- WHAT YOU ARE ASKED TO DO: Copy every record exactly.

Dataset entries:
-- Opening Marker --

//! Friendly URL generation for content nodes.

use log::{debug, trace};
use percent_encoding::{utf8_percent_encode, AsciiSet, CONTROLS};
use url::Url;

use crate::config::LinkProviderConfig;
use crate::decode::{percent_decode, NameDecoder, StandardDecoder};
use crate::model::{is_within, ContentNode, SiteContext, UrlOptions};
use crate::normalize::normalize;
use crate::store::ContentStore;

/// Characters escaped inside a single path segment
const SEGMENT: &AsciiSet = &CONTROLS
    .add(b' ')
    .add(b'"')
    .add(b'#')
    .add(b'%')
    .add(b'/')
    .add(b'<')
    .add(b'>')
    .add(b'?')
    .add(b'\\')
    .add(b'`')
    .add(b'{')
    .add(b'}');

/// Produces the store-native URL of a node, before any friendly rewriting.
pub trait BaseUrlGenerator: Send + Sync {
    fn base_url(&self, node: &ContentNode, site: &SiteContext, options: &UrlOptions) -> String;
}

/// Default base generator.
///
/// The URL path is the node's path below the owning site's start path, with
/// names encoded through the store's name replacements.
pub struct SiteUrlBuilder<'a> {
    sites: &'a [SiteContext],
    store: &'a dyn ContentStore,
    encoder: StandardDecoder,
    extension: String,
}

impl<'a> SiteUrlBuilder<'a> {
    pub fn new(
        sites: &'a [SiteContext],
        store: &'a dyn ContentStore,
        config: &LinkProviderConfig,
    ) -> Self {
        Self {
            sites,
            store,
            encoder: config.decoder(),
            extension: config.extension.clone(),
        }
    }

    /// Site with the deepest start path containing the node
    fn owning_site(&self, node: &ContentNode) -> Option<&'a SiteContext> {
        self.sites
            .iter()
            .filter(|site| is_within(&node.full_path, &site.start_path))
            .max_by_key(|site| site.start_path.trim_end_matches('/').len())
    }

    fn encoded_path(&self, node: &ContentNode, site: &SiteContext, options: &UrlOptions) -> String {
        let start = site.start_path.trim_end_matches('/');
        let (mut current, relative) = if is_within(&node.full_path, start) {
            (start.to_string(), &node.full_path[start.len()..])
        } else {
            (String::new(), node.full_path.as_str())
        };

        let mut segments = Vec::new();
        for name in relative.split('/').filter(|s| !s.is_empty()) {
            current.push('/');
            current.push_str(name);

            let label = match self.store.lookup(&current) {
                Some(found) if options.use_display_name => found.label(),
                _ => name,
            };
            let encoded = self.encoder.encode_store_name(label);
            segments.push(utf8_percent_encode(&encoded, SEGMENT).to_string());
        }

        let mut path = String::new();
        if options.language_embedding {
            if let Some(language) = options.language.as_ref().or(site.language.as_ref()) {
                path.push('/');
                path.push_str(language);
            }
        }

        for segment in &segments {
            path.push('/');
            path.push_str(segment);
        }

        if path.is_empty() {
            return "/".to_string();
        }
        if options.add_extension && !segments.is_empty() {
            path.push_str(&self.extension);
        }
        if options.lowercase_urls {
            path = path.to_lowercase();
        }
        path
    }
}

impl BaseUrlGenerator for SiteUrlBuilder<'_> {
    fn base_url(&self, node: &ContentNode, site: &SiteContext, options: &UrlOptions) -> String {
        let owner = if options.site_resolving {
            self.owning_site(node).unwrap_or(site)
        } else {
            site
        };

        let path = self.encoded_path(node, owner, options);
        let cross_site = !owner.is_named(&site.name);

        if (options.always_include_server_url || cross_site) && !owner.host_name.is_empty() {
            format!("http://{}{}", owner.host_name, path)
        } else {
            path
        }
    }
}

/// Rewrites base URLs into friendly, normalized URLs.
pub struct LinkProvider<'a> {
    config: &'a LinkProviderConfig,
    store: &'a dyn ContentStore,
    base: &'a dyn BaseUrlGenerator,
    decoder: &'a dyn NameDecoder,
}

impl<'a> LinkProvider<'a> {
    pub fn new(
        config: &'a LinkProviderConfig,
        store: &'a dyn ContentStore,
        base: &'a dyn BaseUrlGenerator,
        decoder: &'a dyn NameDecoder,
    ) -> Self {
        Self {
            config,
            store,
            base,
            decoder,
        }
    }

    /// Whether the base generator's URL should be used as-is
    pub fn should_bypass(&self, node: &ContentNode, site: &SiteContext) -> bool {
        if !self.config.applies_to_site(&site.name) {
            debug!("friendly urls disabled for site {}", site.name);
            return true;
        }

        if self.config.is_administrative(self.store.name()) {
            return true;
        }

        if self.config.only_apply_for_site_content && !is_within(&node.full_path, &site.start_path)
        {
            debug!(
                "{} is outside {}, keeping base url",
                node.full_path, site.start_path
            );
            return true;
        }

        false
    }

    /// Friendly URL of `node` as seen from a request on `site`.
    ///
    /// Same-site links are relative; links to nodes outside the site, or when
    /// the caller asks for a server URL, carry scheme and host.
    pub fn item_url(
        &self,
        node: &ContentNode,
        site: &SiteContext,
        options: &UrlOptions,
        secure: bool,
    ) -> String {
        if self.should_bypass(node, site) {
            return self.base.base_url(node, site, options);
        }

        let forced = UrlOptions {
            always_include_server_url: true,
            site_resolving: true,
            ..options.clone()
        };
        let raw = self.base.base_url(node, site, &forced);
        let (raw_path, host) = split_url(&raw);

        let mut path = normalize(raw_path.trim_start_matches('/'), self.decoder);
        if self.config.trailing_slash && !path.is_empty() && !path.ends_with('/') {
            path.push('/');
        }
        trace!("{} -> base {} -> /{}", node.full_path, raw, path);

        if self.needs_server_url(node, site, options) {
            let scheme = if secure { "https" } else { "http" };
            let host = host.unwrap_or_else(|| site.host_name.clone());
            return format!("{}://{}/{}", scheme, host, path);
        }

        format!("/{}", path)
    }

    fn needs_server_url(&self, node: &ContentNode, site: &SiteContext, options: &UrlOptions) -> bool {
        let root_path = site.root_path.trim_end_matches('/');
        let root_matches = self
            .store
            .lookup(&site.root_path)
            .is_some_and(|root| root.full_path.trim_end_matches('/').eq_ignore_ascii_case(root_path));

        !root_matches || options.always_include_server_url || !is_within(&node.full_path, root_path)
    }
}

/// Decoded path and host of a generated URL.
///
/// Protocol-relative URLs get an `http` scheme; anything that still does not
/// parse is treated as a bare path. The path is taken as written: the `url`
/// crate folds `.`/`..` segments and backslashes, and every segment has to
/// stay one tree name.
fn split_url(raw: &str) -> (String, Option<String>) {
    let repaired = if raw.starts_with("://") {
        format!("http{}", raw)
    } else if raw.starts_with("//") {
        format!("http:{}", raw)
    } else {
        raw.to_string()
    };

    match Url::parse(&repaired) {
        Ok(url) => (
            percent_decode(written_path(&repaired)),
            url.host_str().filter(|h| !h.is_empty()).map(str::to_string),
        ),
        Err(_) => (percent_decode(strip_query(&repaired)), None),
    }
}

/// Path of an absolute URL before dot-segment removal
fn written_path(url: &str) -> &str {
    let after_scheme = url.split_once("://").map_or(url, |(_, rest)| rest);
    match after_scheme.find(['/', '\\', '?', '#']) {
        Some(start) => strip_query(&after_scheme[start..]),
        None => "",
    }
}

fn strip_query(url: &str) -> &str {
    url.split(['?', '#']).next().unwrap_or_default()
}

-- Closing Marker --

- ANSWER AREA:
//! Friendly URL generation for content nodes.

use log::{debug, trace};
use percent_encoding::{utf8_percent_encode, AsciiSet, CONTROLS};
use url::Url;

use crate::config::LinkProviderConfig;
use crate::decode::{percent_decode, NameDecoder, StandardDecoder};
use crate::model::{is_within, ContentNode, SiteContext, UrlOptions};
use crate::normalize::normalize;
use crate::store::ContentStore;

/// Characters escaped inside a single path segment
const SEGMENT: &AsciiSet = &CONTROLS
    .add(b' ')
    .add(b'"')
    .add(b'#')
    .add(b'%')
    .add(b'/')
    .add(b'<')
    .add(b'>')
    .add(b'?')
    .add(b'\\')
    .add(b'`')
    .add(b'{')
    .add(b'}');

/// Produces the store-native URL of a node, before any friendly rewriting.
pub trait BaseUrlGenerator: Send + Sync {
    fn base_url(&self, node: &ContentNode, site: &SiteContext, options: &UrlOptions) -> String;
}

/// Default base generator.
///
/// The URL path is the node's path below the owning site's start path, with
/// names encoded through the store's name replacements.
pub struct SiteUrlBuilder<'a> {
    sites: &'a [SiteContext],
    store: &'a dyn ContentStore,
    encoder: StandardDecoder,
    extension: String,
}

impl<'a> SiteUrlBuilder<'a> {
    pub fn new(
        sites: &'a [SiteContext],
        store: &'a dyn ContentStore,
        config: &LinkProviderConfig,
    ) -> Self {
        Self {
            sites,
            store,
            encoder: config.decoder(),
            extension: config.extension.clone(),
        }
    }

    /// Site with the deepest start path containing the node
    fn owning_site(&self, node: &ContentNode) -> Option<&'a SiteContext> {
        self.sites
            .iter()
            .filter(|site| is_within(&node.full_path, &site.start_path))
            .max_by_key(|site| site.start_path.trim_end_matches('/').len())
    }

    fn encoded_path(&self, node: &ContentNode, site: &SiteContext, options: &UrlOptions) -> String {
        let start = site.start_path.trim_end_matches('/');
        let (mut current, relative) = if is_within(&node.full_path, start) {
            (start.to_string(), &node.full_path[start.len()..])
        } else {
            (String::new(), node.full_path.as_str())
        };

        let mut segments = Vec::new();
        for name in relative.split('/').filter(|s| !s.is_empty()) {
            current.push('/');
            current.push_str(name);

            let label = match self.store.lookup(&current) {
                Some(found) if options.use_display_name => found.label(),
                _ => name,
            };
            let encoded = self.encoder.encode_store_name(label);
            segments.push(utf8_percent_encode(&encoded, SEGMENT).to_string());
        }

        let mut path = String::new();
        if options.language_embedding {
            if let Some(language) = options.language.as_ref().or(site.language.as_ref()) {
                path.push('/');
                path.push_str(language);
            }
        }

        for segment in &segments {
            path.push('/');
            path.push_str(segment);
        }

        if path.is_empty() {
            return "/".to_string();
        }
        if options.add_extension && !segments.is_empty() {
            path.push_str(&self.extension);
        }
        if options.lowercase_urls {
            path = path.to_lowercase();
        }
        path
    }
}

impl BaseUrlGenerator for SiteUrlBuilder<'_> {
    fn base_url(&self, node: &ContentNode, site: &SiteContext, options: &UrlOptions) -> String {
        let owner = if options.site_resolving {
            self.owning_site(node).unwrap_or(site)
        } else {
            site
        };

        let path = self.encoded_path(node, owner, options);
        let cross_site = !owner.is_named(&site.name);

        if (options.always_include_server_url || cross_site) && !owner.host_name.is_empty() {
            format!("http://{}{}", owner.host_name, path)
        } else {
            path
        }
    }
}

/// Rewrites base URLs into friendly, normalized URLs.
pub struct LinkProvider<'a> {
    config: &'a LinkProviderConfig,
    store: &'a dyn ContentStore,
    base: &'a dyn BaseUrlGenerator,
    decoder: &'a dyn NameDecoder,
}

impl<'a> LinkProvider<'a> {
    pub fn new(
        config: &'a LinkProviderConfig,
        store: &'a dyn ContentStore,
        base: &'a dyn BaseUrlGenerator,
        decoder: &'a dyn NameDecoder,
    ) -> Self {
        Self {
            config,
            store,
            base,
            decoder,
        }
    }

    /// Whether the base generator's URL should be used as-is
    pub fn should_bypass(&self, node: &ContentNode, site: &SiteContext) -> bool {
        if !self.config.applies_to_site(&site.name) {
            debug!("friendly urls disabled for site {}", site.name);
            return true;
        }

        if self.config.is_administrative(self.store.name()) {
            return true;
        }

        if self.config.only_apply_for_site_content && !is_within(&node.full_path, &site.start_path)
        {
            debug!(
                "{} is outside {}, keeping base url",
                node.full_path, site.start_path
            );
            return true;
        }

        false
    }

    /// Friendly URL of `node` as seen from a request on `site`.
    ///
    /// Same-site links are relative; links to nodes outside the site, or when
    /// the caller asks for a server URL, carry scheme and host.
    pub fn item_url(
        &self,
        node: &ContentNode,
        site: &SiteContext,
        options: &UrlOptions,
        secure: bool,
    ) -> String {
        if self.should_bypass(node, site) {
            return self.base.base_url(node, site, options);
        }

        let forced = UrlOptions {
            always_include_server_url: true,
            site_resolving: true,
            ..options.clone()
        };
        let raw = self.base.base_url(node, site, &forced);
        let (raw_path, host) = split_url(&raw);

        let mut path = normalize(raw_path.trim_start_matches('/'), self.decoder);
        if self.config.trailing_slash && !path.is_empty() && !path.ends_with('/') {
            path.push('/');
        }
        trace!("{} -> base {} -> /{}", node.full_path, raw, path);

        if self.needs_server_url(node, site, options) {
            let scheme = if secure { "https" } else { "http" };
            let host = host.unwrap_or_else(|| site.host_name.clone());
            return format!("{}://{}/{}", scheme, host, path);
        }

        format!("/{}", path)
    }

    fn needs_server_url(&self, node: &ContentNode, site: &SiteContext, options: &UrlOptions) -> bool {
        let root_path = site.root_path.trim_end_matches('/');
        let root_matches = self
            .store
            .lookup(&site.root_path)
            .is_some_and(|root| root.full_path.trim_end_matches('/').eq_ignore_ascii_case(root_path));

        !root_matches || options.always_include_server_url || !is_within(&node.full_path, root_path)
    }
}

/// Decoded path and host of a generated URL.
///
/// Protocol-relative URLs get an `http` scheme; anything that still does not
/// parse is treated as a bare path. The path is taken as written: the `url`
/// crate folds `.`/`..` segments and backslashes, and every segment has to
/// stay one tree name.
fn split_url(raw: &str) -> (String, Option<String>) {
    let repaired = if raw.starts_with("://") {
        format!("http{}", raw)
    } else if raw.starts_with("//") {
        format!("http:{}", raw)
    } else {
        raw.to_string()
    };

    match Url::parse(&repaired) {
        Ok(url) => (
            percent_decode(written_path(&repaired)),
            url.host_str().filter(|h| !h.is_empty()).map(str::to_string),
        ),
        Err(_) => (percent_decode(strip_query(&repaired)), None),
    }
}

/// Path of an absolute URL before dot-segment removal
fn written_path(url: &str) -> &str {
    let after_scheme = url.split_once("://").map_or(url, |(_, rest)| rest);
    match after_scheme.find(['/', '\\', '?', '#']) {
        Some(start) => strip_query(&after_scheme[start..]),
        None => "",
    }
}

fn strip_query(url: &str) -> &str {
    url.split(['?', '#']).next().unwrap_or_default()
}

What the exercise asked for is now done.